Thirteen of the 20 proposals are asking for budget increases; four of those are of 10 percent or more. Only five requests are for less than the departments received for the current tax year.
If county commissioners grant all the requests, Pinellas' overall EMS expenditures would be about 5 percent more than they are now.
"Really? Wow," Pinellas County Commissioner Ken Welch said when told of the amounts cities and fire districts want. "Obviously, we have continuing revenue issues in terms of EMS."
The first question to answer is "what, in this climate, is driving the requests for those increases?" Welch said.
In some cases, the circumstances have changed. That's why Largo fire Chief Mike Wallace is asking for a 33.95 percent increase in EMS for the service his department provides for Belleair Bluffs. Largo and Belleair Bluffs were negotiating last year during the EMS budget process. The $378,188 that Largo asked for was based on "theoretical personnel costs." The proposal for the 2010-11 fiscal year is based on actual EMS costs, Wallace said.
"We way underestimated our costs at the Belleair Bluffs fire station," Wallace said.
Aside from individual issues like that, some common culprits arise when talking with fire chiefs who have asked for the biggest increases.
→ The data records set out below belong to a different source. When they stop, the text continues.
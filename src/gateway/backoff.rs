//! Rate-limit aware retries on top of the request limiter
//!
//! Two kinds of rate limiting are handled here:
//!
//! - **Hard**: the client reports `FloodWait { seconds }`. We sleep the
//!   required time plus 1..=J seconds of jitter and retry.
//! - **Ambiguous**: the failure only looks like a rate limit (error text or
//!   420/429 code). We sleep `min(max, base * 2^level)` plus up to 25% jitter
//!   and bump the category's level. Any success resets the level.
//!
//! After `max_attempts` rate-limited tries the call fails with
//! `GatewayError::RateLimited` and a `DeferredRetry` is queued for the
//! crawler to replay later. Every other error passes straight through.

use crate::config::BackoffConfig;
use crate::control::ControlSignal;
use crate::gateway::{Category, GatewayError, RequestLimiter};
use crate::telegram::ClientError;
use rand::rngs::StdRng;
use rand::{Rng, SeedableRng};
use std::collections::HashMap;
use std::future::Future;
use std::sync::{Arc, Mutex};
use std::time::Duration;
use tokio::time::Instant;

const AMBIGUOUS_PATTERNS: [&str; 7] = [
    "flood",
    "too many",
    "slow down",
    "slowmode",
    "limit reached",
    "rate limit",
    "try again later",
];

/// True when `err` looks like a rate limit but carries no explicit wait
pub fn is_ambiguous_rate_limit(err: &ClientError) -> bool {
    let text = match err {
        ClientError::FloodWait { .. } => return false,
        ClientError::Rpc { code, message } => {
            if *code == 420 || *code == 429 {
                return true;
            }
            message.to_lowercase()
        }
        ClientError::Transport(message) => message.to_lowercase(),
        ClientError::NotFound(_) | ClientError::Restricted(_) => return false,
    };

    AMBIGUOUS_PATTERNS.iter().any(|pattern| text.contains(pattern))
}

/// An operation that exhausted its local retries
#[derive(Debug, Clone, PartialEq, Eq)]
pub struct DeferredRetry {
    pub category: Category,
    pub target: String,
    pub not_before: Instant,
}

#[derive(Debug, Default)]
struct BackoffState {
    levels: HashMap<Category, u32>,
    deferred: Vec<DeferredRetry>,
}

pub struct BackoffController {
    limiter: Arc<RequestLimiter>,
    control: ControlSignal,
    config: BackoffConfig,
    state: Mutex<BackoffState>,
    rng: Mutex<StdRng>,
}

impl BackoffController {
    pub fn new(limiter: Arc<RequestLimiter>, control: ControlSignal, config: BackoffConfig) -> Self {
        Self::with_rng(limiter, control, config, StdRng::from_entropy())
    }

    pub fn with_rng(
        limiter: Arc<RequestLimiter>,
        control: ControlSignal,
        config: BackoffConfig,
        rng: StdRng,
    ) -> Self {
        Self {
            limiter,
            control,
            config,
            state: Mutex::new(BackoffState::default()),
            rng: Mutex::new(rng),
        }
    }

    /// Run `op` through the limiter, retrying on rate limits
    ///
    /// # Arguments
    /// * `category` - Limiter category, also keys the ambiguous backoff level
    /// * `target` - What the call is about (query, username); recorded on deferral
    /// * `op` - Produces a fresh attempt each time it is called
    pub async fn call<T, F, Fut>(&self, category: Category, target: &str, mut op: F) -> Result<T, GatewayError>
    where
        F: FnMut() -> Fut,
        Fut: Future<Output = Result<T, ClientError>>,
    {
        let max_attempts = self.config.max_attempts.max(1);
        let mut attempt = 0;

        loop {
            attempt += 1;
            let result = self.limiter.run(category, || op()).await?;

            let err = match result {
                Ok(value) => {
                    self.reset_level(category);
                    return Ok(value);
                }
                Err(err) => err,
            };

            let (wait, retry_after) = match &err {
                ClientError::FloodWait { seconds } => {
                    let required = Duration::from_secs(*seconds);
                    (required + self.hard_jitter(), Some(required))
                }
                e if is_ambiguous_rate_limit(e) => (self.next_ambiguous_wait(category), None),
                _ => return Err(GatewayError::Client(err)),
            };

            if attempt >= max_attempts {
                log::warn!(
                    "🚫 {} rate limited for '{}' after {} attempts, deferring",
                    category,
                    target,
                    attempt
                );
                self.defer(category, target, wait);
                return Err(GatewayError::RateLimited { category, retry_after });
            }

            log::warn!(
                "⏳ {} rate limited ({}), retry {} of {} in {:.1}s",
                category,
                err,
                attempt + 1,
                max_attempts,
                wait.as_secs_f64()
            );
            self.control.sleep(wait).await?;
        }
    }

    /// Un-jittered ambiguous wait for a given level
    pub fn ambiguous_wait(&self, level: u32) -> Duration {
        let factor = 2u32.saturating_pow(level);
        self.config
            .ambiguous_base
            .checked_mul(factor)
            .unwrap_or(self.config.ambiguous_max)
            .min(self.config.ambiguous_max)
    }

    pub fn level(&self, category: Category) -> u32 {
        self.lock_state().levels.get(&category).copied().unwrap_or(0)
    }

    /// Remove and return every deferred retry whose `not_before` has passed
    pub fn take_due_retries(&self, now: Instant) -> Vec<DeferredRetry> {
        let mut state = self.lock_state();
        let (due, pending): (Vec<_>, Vec<_>) = state
            .deferred
            .drain(..)
            .partition(|retry| retry.not_before <= now);
        state.deferred = pending;
        due
    }

    pub fn pending_retries(&self) -> usize {
        self.lock_state().deferred.len()
    }

    fn next_ambiguous_wait(&self, category: Category) -> Duration {
        let level = {
            let mut state = self.lock_state();
            let level = state.levels.entry(category).or_insert(0);
            let current = *level;
            *level = (*level + 1).min(self.config.max_level);
            current
        };

        let wait = self.ambiguous_wait(level);
        let jitter_ceiling = wait.as_millis() as u64 / 4;
        let jitter = if jitter_ceiling == 0 {
            0
        } else {
            self.lock_rng().gen_range(0..=jitter_ceiling)
        };
        wait + Duration::from_millis(jitter)
    }

    fn hard_jitter(&self) -> Duration {
        let ceiling = (self.config.hard_jitter_max.as_millis() as u64).max(1_000);
        Duration::from_millis(self.lock_rng().gen_range(1_000..=ceiling))
    }

    fn reset_level(&self, category: Category) {
        let mut state = self.lock_state();
        if let Some(level) = state.levels.get_mut(&category) {
            if *level > 0 {
                log::debug!("✅ {} succeeded, backoff level reset", category);
            }
            *level = 0;
        }
    }

    fn defer(&self, category: Category, target: &str, wait: Duration) {
        self.lock_state().deferred.push(DeferredRetry {
            category,
            target: target.to_string(),
            not_before: Instant::now() + wait,
        });
    }

    fn lock_state(&self) -> std::sync::MutexGuard<'_, BackoffState> {
        self.state.lock().unwrap_or_else(|poisoned| poisoned.into_inner())
    }

    fn lock_rng(&self) -> std::sync::MutexGuard<'_, StdRng> {
        self.rng.lock().unwrap_or_else(|poisoned| poisoned.into_inner())
    }
}

#[cfg(test)]
mod tests {
    use super::*;
    use crate::config::ThrottleConfig;
    use std::sync::atomic::{AtomicU32, Ordering};

    fn controller(config: BackoffConfig) -> (BackoffController, ControlSignal) {
        let control = ControlSignal::new();
        let mut throttle = ThrottleConfig::default();
        for category in Category::ALL {
            throttle.intervals.insert(category, Duration::from_millis(10));
        }
        let limiter = Arc::new(RequestLimiter::new(throttle, control.clone()));
        let backoff = BackoffController::with_rng(limiter, control.clone(), config, StdRng::seed_from_u64(7));
        (backoff, control)
    }

    fn ambiguous() -> ClientError {
        ClientError::Rpc { code: 500, message: "Too many requests, slow down".to_string() }
    }

    #[test]
    fn test_ambiguous_detection() {
        assert!(is_ambiguous_rate_limit(&ambiguous()));
        assert!(is_ambiguous_rate_limit(&ClientError::Rpc { code: 420, message: "x".into() }));
        assert!(is_ambiguous_rate_limit(&ClientError::Transport("Rate limit hit".into())));
        assert!(is_ambiguous_rate_limit(&ClientError::Rpc { code: 400, message: "SLOWMODE_WAIT".into() }));
        assert!(!is_ambiguous_rate_limit(&ClientError::FloodWait { seconds: 3 }));
        assert!(!is_ambiguous_rate_limit(&ClientError::NotFound("flood".into())));
        assert!(!is_ambiguous_rate_limit(&ClientError::Rpc { code: 400, message: "CHANNEL_INVALID".into() }));
    }

    #[test]
    fn test_ambiguous_waits_increase_until_cap() {
        let (backoff, _) = controller(BackoffConfig {
            ambiguous_base: Duration::from_secs(1),
            ambiguous_max: Duration::from_secs(60),
            ..BackoffConfig::default()
        });

        let waits: Vec<Duration> = (0..=6).map(|level| backoff.ambiguous_wait(level)).collect();
        for pair in waits.windows(2) {
            assert!(pair[1] > pair[0]);
        }
        assert_eq!(waits[6], Duration::from_secs(60));
        assert_eq!(backoff.ambiguous_wait(7), Duration::from_secs(60));
        assert_eq!(backoff.ambiguous_wait(40), Duration::from_secs(60));
    }

    #[tokio::test(start_paused = true)]
    async fn test_hard_wait_sleeps_required_plus_jitter() {
        let (backoff, _) = controller(BackoffConfig {
            hard_jitter_max: Duration::from_secs(3),
            ..BackoffConfig::default()
        });
        let calls = AtomicU32::new(0);
        let start = Instant::now();

        let value = backoff
            .call(Category::Search, "ielts", || {
                let n = calls.fetch_add(1, Ordering::SeqCst);
                async move {
                    if n == 0 {
                        Err(ClientError::FloodWait { seconds: 10 })
                    } else {
                        Ok("done")
                    }
                }
            })
            .await
            .unwrap();

        let elapsed = start.elapsed();
        assert_eq!(value, "done");
        assert_eq!(calls.load(Ordering::SeqCst), 2);
        assert!(elapsed >= Duration::from_secs(11), "waited {:?}", elapsed);
        assert!(elapsed <= Duration::from_secs(14), "waited {:?}", elapsed);
    }

    #[tokio::test(start_paused = true)]
    async fn test_exhausted_hard_limit_defers() {
        let (backoff, _) = controller(BackoffConfig {
            max_attempts: 2,
            ..BackoffConfig::default()
        });

        let err = backoff
            .call(Category::Join, "ielts_club", || async {
                Err::<(), _>(ClientError::FloodWait { seconds: 30 })
            })
            .await
            .unwrap_err();

        assert_eq!(
            err,
            GatewayError::RateLimited {
                category: Category::Join,
                retry_after: Some(Duration::from_secs(30)),
            }
        );
        assert_eq!(backoff.pending_retries(), 1);
        assert!(backoff.take_due_retries(Instant::now()).is_empty());

        tokio::time::advance(Duration::from_secs(40)).await;
        let due = backoff.take_due_retries(Instant::now());
        assert_eq!(due.len(), 1);
        assert_eq!(due[0].target, "ielts_club");
        assert_eq!(due[0].category, Category::Join);
        assert_eq!(backoff.pending_retries(), 0);
    }

    #[tokio::test(start_paused = true)]
    async fn test_ambiguous_level_grows_and_resets_on_success() {
        let (backoff, _) = controller(BackoffConfig {
            max_attempts: 3,
            ambiguous_base: Duration::from_secs(1),
            ambiguous_max: Duration::from_secs(60),
            ..BackoffConfig::default()
        });

        let err = backoff
            .call(Category::Search, "q", || async { Err::<(), _>(ambiguous()) })
            .await
            .unwrap_err();
        assert!(err.is_rate_limited());
        assert_eq!(backoff.level(Category::Search), 3);
        assert_eq!(backoff.level(Category::Resolve), 0);

        backoff.call(Category::Search, "q", || async { Ok(()) }).await.unwrap();
        assert_eq!(backoff.level(Category::Search), 0);
    }

    #[tokio::test(start_paused = true)]
    async fn test_jittered_ambiguous_sleeps_strictly_increase() {
        let config = BackoffConfig {
            max_attempts: 7,
            ambiguous_base: Duration::from_secs(1),
            ambiguous_max: Duration::from_secs(60),
            ..BackoffConfig::default()
        };

        for seed in 0..5 {
            let control = ControlSignal::new();
            let mut throttle = ThrottleConfig::default();
            throttle.intervals.insert(Category::Search, Duration::from_millis(10));
            let limiter = Arc::new(RequestLimiter::new(throttle, control.clone()));
            let backoff = BackoffController::with_rng(limiter, control, config.clone(), StdRng::seed_from_u64(seed));
            let stamps = Mutex::new(Vec::new());

            let err = backoff
                .call(Category::Search, "q", || {
                    stamps.lock().unwrap().push(Instant::now());
                    async { Err::<(), _>(ambiguous()) }
                })
                .await
                .unwrap_err();
            assert!(err.is_rate_limited());

            let stamps = stamps.into_inner().unwrap();
            assert_eq!(stamps.len(), 7);
            let gaps: Vec<Duration> = stamps.windows(2).map(|pair| pair[1] - pair[0]).collect();

            // Levels 0..=5 stay under the 60s cap: 1s, 2s, 4s, 8s, 16s, 32s
            for (level, gap) in gaps.iter().enumerate() {
                let floor = Duration::from_secs(1 << level);
                assert!(*gap >= floor, "seed {} level {}: {:?}", seed, level, gap);
                assert!(*gap <= floor + floor / 4 + Duration::from_millis(20), "seed {} level {}: {:?}", seed, level, gap);
            }
            for pair in gaps.windows(2) {
                assert!(pair[1] > pair[0], "seed {}: {:?}", seed, gaps);
            }
        }
    }

    #[tokio::test(start_paused = true)]
    async fn test_other_errors_pass_through_without_retry() {
        let (backoff, _) = controller(BackoffConfig::default());
        let calls = AtomicU32::new(0);

        let err = backoff
            .call(Category::Resolve, "nobody", || {
                calls.fetch_add(1, Ordering::SeqCst);
                async { Err::<(), _>(ClientError::NotFound("nobody".into())) }
            })
            .await
            .unwrap_err();

        assert_eq!(err, GatewayError::Client(ClientError::NotFound("nobody".into())));
        assert_eq!(calls.load(Ordering::SeqCst), 1);
        assert_eq!(backoff.pending_retries(), 0);
    }

    #[tokio::test(start_paused = true)]
    async fn test_shutdown_cuts_backoff_sleep_short() {
        let (backoff, control) = controller(BackoffConfig::default());
        let backoff = Arc::new(backoff);
        let worker = backoff.clone();

        let handle = tokio::spawn(async move {
            worker
                .call(Category::Search, "q", || async {
                    Err::<(), _>(ClientError::FloodWait { seconds: 3_600 })
                })
                .await
        });

        tokio::time::sleep(Duration::from_secs(5)).await;
        control.shutdown();

        assert_eq!(handle.await.unwrap(), Err(GatewayError::Shutdown));
    }
}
Among those are the rising costs of benefits, especially health care and pension contributions.
Pinellas Park, which is asking for a 14.36 percent increase over the current budget, is facing an overall 8 percent increase in pension costs and about 13 percent for increases in health insurance costs, Chief Doug Lewis said.
Salaries are another issue.
Many of the county's 18 cities and fire districts are negotiating raises with unions. While most want to hold raises to zero, it is unclear whether that will happen. So the proposed budget includes raises that might never happen.
Largo, which wants an 11.69 percent increase in its budget, is at an impasse and is waiting for a hearing that might help determine what raises, if any, that city's firefighters and paramedics will receive, Wallace said. The city wants to eliminate both step and merit increases, he said. If the city wins, the budget will be significantly less than what has been requested.
Another common issue is the process itself. Fire chiefs say the county wants the budget requests far in advance of the time they have actual data on costs. Making matters worse are rules that cap budget and tax-rate requests once they are made.
"We can always reduce our request. We can't increase it," Wallace said.
But when it comes time to submit budget requests to city councils and fire commissions for the fire side of things, the chiefs generally have more accurate information. The county gets high estimates and the cities and fire districts get lower, more accurate estimates.
That's part of what is behind the 10.72 percent EMS increase Safety Harbor has asked for.
"We are in the beginning stages of our city budget and are still working on calculating exact numbers," Safety Harbor fire Chief Joe Accetta said. "With a city budget not finalized we had to submit an estimated budget with projected costs."
Wallace added, "It's just a fiscal mismatch between the county's budgeting process and the cities' (process)."
The chiefs agree that it's unlikely the departments will get what they asked for. Last year, for example, negotiations resulted in a countywide 5.8 percent decrease from the amount of money requested to what was actually granted.
Dunedin received 16.7 percent less than it requested, but that was still a 27.7 percent increase over the previous year. And Lealman got 8.7 percent less than it requested but 19 percent more than the year before.
The real cuts could come after Tuesday, when county commissioners are scheduled to get their first real look at the budget requests. But county officials have already started cutting. St. Petersburg had asked for a 24.09 percent increase but, after negotiations, that has been cut to a request for a 5.38 percent increase.
"We budgeted like we normally budgeted and they said, 'Oh, no, you can't do that,' " St. Petersburg fire Chief Jim Large said.
The larger request was based on a higher number of paramedics than the county wanted to pay for. The county had paid for those up until last year but shifted them to St. Petersburg, which took money out of reserves to pay for them.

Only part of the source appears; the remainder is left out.